香川県の小豆島と岡山県備前市を結ぶフェリーが12月から運休する。離島航路には国の補助制度があるが、適用基準が厳しく、このままではさらに運休が相次ぐことも考えられる。
かつてのフェリー銀座で航路廃止続出

離島振興法など離島関係5法で指定された有人離島は国内に約300を数え、うち100以上が瀬戸内海にある。瀬戸内海はかつて離島を結ぶ航路がひしめき、「フェリー銀座」と呼ばれたが、コロナ禍と燃料費高騰、人口減少のトリプルパンチで廃止、運休のラッシュ状態だ。
小豆島では、小豆島町の草壁港と高松市の高松港を結ぶ内海フェリーが2021年3月末で運休した。内海フェリーを子会社化していた両備グループの両備国際フェリーが池田港と高松市の高松港を結ぶ自社航路と統合、小豆島での乗降場を池田港に一本化したためだ。

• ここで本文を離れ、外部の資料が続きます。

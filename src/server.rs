use crate::{app::App, domain::trim_input, fileserv::file_and_error_handler, session, Domain, Flash};
use axum::{
    http::{header, HeaderMap},
    response::{IntoResponse, Redirect, Response},
    routing::post,
    Form, Router,
};
use leptos::LeptosOptions;
use leptos_axum::{generate_route_list, LeptosRoutes};
use serde::Deserialize;
use tokio_util::sync::CancellationToken;

#[derive(Debug, Deserialize)]
pub struct AnalyzeRequest {
    pub url: String,
    #[serde(default)]
    pub csrf_token: Option<String>,
}

/// The whole site: leptos pages and server functions, the analyze form
/// handler, then static files and the not-found page.
pub fn app_router(leptos_options: LeptosOptions) -> Router {
    let routes = generate_route_list(App);
    Router::new()
        .leptos_routes(&leptos_options, routes, App)
        .merge(self::routes())
        .fallback(file_and_error_handler)
        .with_state(leptos_options)
}

/// Routes handled outside of leptos. Generic over the state so they merge into
/// the app router.
pub fn routes<S>() -> Router<S>
where
    S: Clone + Send + Sync + 'static,
{
    Router::new().route("/analyze", post(analyze))
}

/// Receives the analyze form. Clients without the WASM bundle skip the submit
/// guard, so the domain is checked again here.
pub async fn analyze(headers: HeaderMap, Form(request): Form<AnalyzeRequest>) -> Response {
    if let Err(err) = session::csrf_key().check(&headers, request.csrf_token.as_deref()) {
        log::warn!("Rejected analyze form: {}", err);
        return flash_redirect(Flash::FormExpired);
    }
    match redirect_target(&request.url) {
        Ok(target) => Redirect::to(&target).into_response(),
        Err(flash) => flash_redirect(flash),
    }
}

pub fn redirect_target(url: &str) -> Result<String, Flash> {
    let url = trim_input(url);
    match url.parse::<Domain>() {
        Ok(domain) => {
            log::info!("Analyzing {}", domain);
            Ok(crate::domain_href(&domain))
        }
        Err(err) => {
            log::info!("Rejected {:?}: {}", url, err);
            Err(Flash::InvalidDomain)
        }
    }
}

/// Back to the home page, which shows `flash` once.
fn flash_redirect(flash: Flash) -> Response {
    match session::set_cookie(session::FLASH_COOKIE, flash.as_str()) {
        Ok(cookie) => ([(header::SET_COOKIE, cookie)], Redirect::to("/")).into_response(),
        Err(err) => {
            log::error!("Failed to build flash cookie: {}", err);
            Redirect::to("/").into_response()
        }
    }
}

/// Token cancelled once Ctrl-C is received.
pub fn shutdown_token() -> CancellationToken {
    let token = CancellationToken::new();
    let child = token.clone();
    tokio::spawn(async move {
        match tokio::signal::ctrl_c().await {
            Ok(()) => {
                log::info!("Received Ctrl-C, shutting down");
                child.cancel();
            }
            Err(err) => log::error!("Failed to listen for Ctrl-C: {}", err),
        }
    });
    token
}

広島県では、海運会社のバンカー・サプライが呉市の呉港と江田島市の秋月港(江田島)間の旅客船を2020年11月、竹原市の竹原港と大久野島間の旅客船を2021年12月から運休した。
三原市の三原港から鷺港(佐木島)を経由して尾道市の重井港(因島)を結ぶ土生商船のフェリーは2021年4月末、呉市の本土と倉橋島間を運航する音戸渡船組合の渡し船は2021年10月末で廃止されている。

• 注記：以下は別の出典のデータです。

use crate::controls::{Cancelable, Disableable, Notifier, TextSource, Visibility};
use crate::domain::{is_valid_domain, trim_input};

pub const INVALID_DOMAIN_MESSAGE: &str = "Please enter a valid domain.";

#[derive(Clone, Copy, Debug, PartialEq, Eq)]
pub enum Verdict {
    /// The browser goes on with the normal form submission.
    Proceed,
    Blocked,
}

/// Gates the analyze form on the domain pattern and shows submission progress.
pub struct SubmitGuard<'a, I: ?Sized, B: ?Sized, S: ?Sized, N: ?Sized> {
    input: &'a I,
    submit: &'a B,
    spinner: &'a S,
    notifier: &'a N,
}

impl<'a, I, B, S, N> SubmitGuard<'a, I, B, S, N>
where
    I: TextSource + ?Sized,
    B: Disableable + ?Sized,
    S: Visibility + ?Sized,
    N: Notifier + ?Sized,
{
    pub fn new(input: &'a I, submit: &'a B, spinner: &'a S, notifier: &'a N) -> Self {
        Self {
            input,
            submit,
            spinner,
            notifier,
        }
    }

    pub fn on_submit<E: Cancelable + ?Sized>(&self, event: &E) -> Verdict {
        let value = self.input.value();
        let value = trim_input(&value);
        if !is_valid_domain(value) {
            log::info!("Blocked submission of invalid domain {:?}", value);
            self.notifier.notify(INVALID_DOMAIN_MESSAGE);
            event.prevent_default();
            self.submit.set_disabled(false);
            self.spinner.set_visible(false);
            return Verdict::Blocked;
        }
        log::debug!("Submitting {}", value);
        self.submit.set_disabled(true);
        self.spinner.set_visible(true);
        Verdict::Proceed
    }
}
#[cfg(feature = "ssr")]
use mimalloc::MiMalloc;

#[cfg(feature = "ssr")]
#[global_allocator]
static GLOBAL: MiMalloc = MiMalloc;

/// Spoofy
#[cfg(feature = "ssr")]
#[derive(clap::Parser)]
#[clap(version = "0.1")]
struct Opts {
    #[clap(short, long, default_value = "config.toml")]
    config: std::path::PathBuf,
    /// Overrides the configured site address
    #[clap(short, long)]
    addr: Option<std::net::SocketAddr>,
}

#[cfg(feature = "ssr")]
#[tokio::main]
async fn main() -> Result<(), Box<dyn std::error::Error>> {
    use clap::Parser;
    use leptos::*;
    use spoofy::{config::Config, server};

    let opts = Opts::parse();
    let _ = dotenvy::dotenv();
    let config = Config::open_or_default(&opts.config)?;
    env_logger::Builder::from_env(env_logger::Env::default().default_filter_or(config.log_level()))
        .init();

    let conf = get_configuration(None).await?;
    let mut leptos_options = conf.leptos_options;
    if let Some(addr) = opts.addr.or(config.site_addr) {
        leptos_options.site_addr = addr;
    }
    let addr = leptos_options.site_addr;
    let app = server::app_router(leptos_options);

    let token = server::shutdown_token();
    let listener = tokio::net::TcpListener::bind(&addr).await?;
    log::info!("listening on http://{}", &addr);
    axum::serve(listener, app.into_make_service())
        .with_graceful_shutdown(async move { token.cancelled().await })
        .await?;
    log::info!("Server stopped");
    Ok(())
}

#[cfg(not(feature = "ssr"))]
pub fn main() {
    // The browser entry point is `spoofy::hydrate`
}
use serde::Deserialize;
use std::{net::SocketAddr, path::Path};

const DEFAULT_LOG_LEVEL: &str = "info";

/// Server settings read from the TOML config file. Every key is optional and
/// leptos' own settings (from `Cargo.toml` or `LEPTOS_*`) apply when absent.
#[derive(Clone, Debug, Default, Deserialize, PartialEq, Eq)]
#[serde(default, deny_unknown_fields)]
pub struct Config {
    pub site_addr: Option<SocketAddr>,
    pub log_level: Option<String>,
}

#[derive(Debug, thiserror::Error)]
pub enum ReadConfigError {
    #[error("Config IO Error: {0}")]
    Io(#[from] std::io::Error),
    #[error("Config Parsing Error: {0}")]
    Parsing(#[from] toml::de::Error),
}

impl Config {
    pub fn open(path: &Path) -> Result<Self, ReadConfigError> {
        Ok(toml::from_str(&std::fs::read_to_string(path)?)?)
    }

    /// Like [`Config::open`], but a missing file yields the defaults.
    pub fn open_or_default(path: &Path) -> Result<Self, ReadConfigError> {
        match Self::open(path) {
            Err(ReadConfigError::Io(err)) if err.kind() == std::io::ErrorKind::NotFound => {
                Ok(Self::default())
            }
            other => other,
        }
    }

    pub fn log_level(&self) -> &str {
        self.log_level.as_deref().unwrap_or(DEFAULT_LOG_LEVEL)
    }
}

#[cfg(test)]
mod tests {
    use super::*;

    #[test]
    fn parses_all_keys() {
        let config: Config = toml::from_str(
            r#"
            site_addr = "0.0.0.0:8080"
            log_level = "debug"
            "#,
        )
        .unwrap();
        assert_eq!(config.site_addr, Some("0.0.0.0:8080".parse().unwrap()));
        assert_eq!(config.log_level(), "debug");
    }

    #[test]
    fn empty_file_uses_defaults() {
        let config: Config = toml::from_str("").unwrap();
        assert_eq!(config, Config::default());
        assert_eq!(config.log_level(), "info");
    }

    #[test]
    fn rejects_unknown_keys() {
        assert!(toml::from_str::<Config>("dns_servers = []").is_err());
    }

    #[test]
    fn missing_file() {
        let path = Path::new("this/config/does/not/exist.toml");
        assert!(matches!(Config::open(path), Err(ReadConfigError::Io(_))));
        assert_eq!(Config::open_or_default(path).unwrap(), Config::default());
    }
}
use crate::controls::ClassToggle;

pub const TOGGLE_MARKER_CLASS: &str = "toggle-icon";
pub const CHEVRON_DOWN_CLASS: &str = "bi-chevron-down";
pub const CHEVRON_UP_CLASS: &str = "bi-chevron-up";

#[derive(Clone, Copy, Debug, Default, PartialEq, Eq)]
pub enum Chevron {
    #[default]
    Down,
    Up,
}

impl Chevron {
    pub fn class(self) -> &'static str {
        match self {
            Self::Down => CHEVRON_DOWN_CLASS,
            Self::Up => CHEVRON_UP_CLASS,
        }
    }

    #[cfg(test)]
    fn toggled(self) -> Self {
        match self {
            Self::Down => Self::Up,
            Self::Up => Self::Down,
        }
    }
}

/// Flips the icon between pointing down and pointing up.
///
/// Both chevron classes are toggled, so an icon that starts with exactly one of
/// them always ends with exactly the other. Returns the state after the flip,
/// or `None` when the control has no icon.
pub fn toggle_icon<C: ClassToggle + ?Sized>(icon: Option<&C>) -> Option<Chevron> {
    let Some(icon) = icon else {
        log::warn!("Toggle control has no icon");
        return None;
    };
    icon.toggle_class(CHEVRON_DOWN_CLASS);
    if icon.toggle_class(CHEVRON_UP_CLASS) {
        Some(Chevron::Up)
    } else {
        Some(Chevron::Down)
    }
}

#[cfg(test)]
mod tests {
    use super::*;
    use std::{cell::RefCell, collections::BTreeSet};

    struct Icon(RefCell<BTreeSet<String>>);

    impl Icon {
        fn new(classes: &[&str]) -> Self {
            Self(RefCell::new(classes.iter().map(|c| c.to_string()).collect()))
        }
        fn has(&self, class: &str) -> bool {
            self.0.borrow().contains(class)
        }
    }

    impl ClassToggle for Icon {
        fn toggle_class(&self, class: &str) -> bool {
            let mut classes = self.0.borrow_mut();
            if classes.remove(class) {
                false
            } else {
                classes.insert(class.to_string());
                true
            }
        }
    }

    #[test]
    fn single_click_flips() {
        let icon = Icon::new(&["bi", CHEVRON_DOWN_CLASS]);
        assert_eq!(toggle_icon(Some(&icon)), Some(Chevron::Up));
        assert!(icon.has(CHEVRON_UP_CLASS));
        assert!(!icon.has(CHEVRON_DOWN_CLASS));
        assert!(icon.has("bi"));
    }

    #[test]
    fn click_parity() {
        for clicks in 0..7 {
            let icon = Icon::new(&["bi", CHEVRON_DOWN_CLASS]);
            let mut expected = Chevron::Down;
            for _ in 0..clicks {
                expected = expected.toggled();
                assert_eq!(toggle_icon(Some(&icon)), Some(expected));
            }
            let flipped = clicks % 2 == 1;
            assert_eq!(icon.has(CHEVRON_UP_CLASS), flipped);
            assert_eq!(icon.has(CHEVRON_DOWN_CLASS), !flipped);
        }
    }

    #[test]
    fn starts_from_declared_state() {
        let icon = Icon::new(&[CHEVRON_UP_CLASS]);
        assert_eq!(toggle_icon(Some(&icon)), Some(Chevron::Down));
        assert_eq!(toggle_icon(Some(&icon)), Some(Chevron::Up));
    }

    #[test]
    fn controls_are_independent() {
        let first = Icon::new(&[CHEVRON_DOWN_CLASS]);
        let second = Icon::new(&[CHEVRON_DOWN_CLASS]);
        toggle_icon(Some(&first));
        toggle_icon(Some(&first));
        toggle_icon(Some(&first));
        assert!(first.has(CHEVRON_UP_CLASS));
        assert!(second.has(CHEVRON_DOWN_CLASS));
        assert!(!second.has(CHEVRON_UP_CLASS));
    }

    #[test]
    fn missing_icon_is_noop() {
        assert_eq!(toggle_icon::<Icon>(None), None);
    }

    #[test]
    fn chevron_classes() {
        assert_eq!(Chevron::default().class(), CHEVRON_DOWN_CLASS);
        assert_eq!(Chevron::Down.toggled().class(), CHEVRON_UP_CLASS);
        assert_eq!(Chevron::Up.toggled().toggled(), Chevron::Up);
    }
}
use time::OffsetDateTime;
use time::macros::datetime;

/// The zero `createdAt`: what a record carries when no creation time was set.
pub const UNSET: OffsetDateTime = datetime!(0001-01-01 0:00 UTC);

/// Current wall-clock time, normalized to UTC.
pub fn now() -> OffsetDateTime {
    OffsetDateTime::now_utc()
}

愛媛県上島町の岩城港、長江港(ともに岩城島)から尾道市の土生港(因島)を結ぶ岩城汽船の高速船も、2022年3月20日で廃止された。広島県大崎上島町の明石港(大崎上島)と呉市の小長港(大崎下島)間を運航するしまなみ海運のフェリーが2023年5月末で廃止される予定だったが、呉市の説得もあって存続を決めたのだけが明るい話題だ。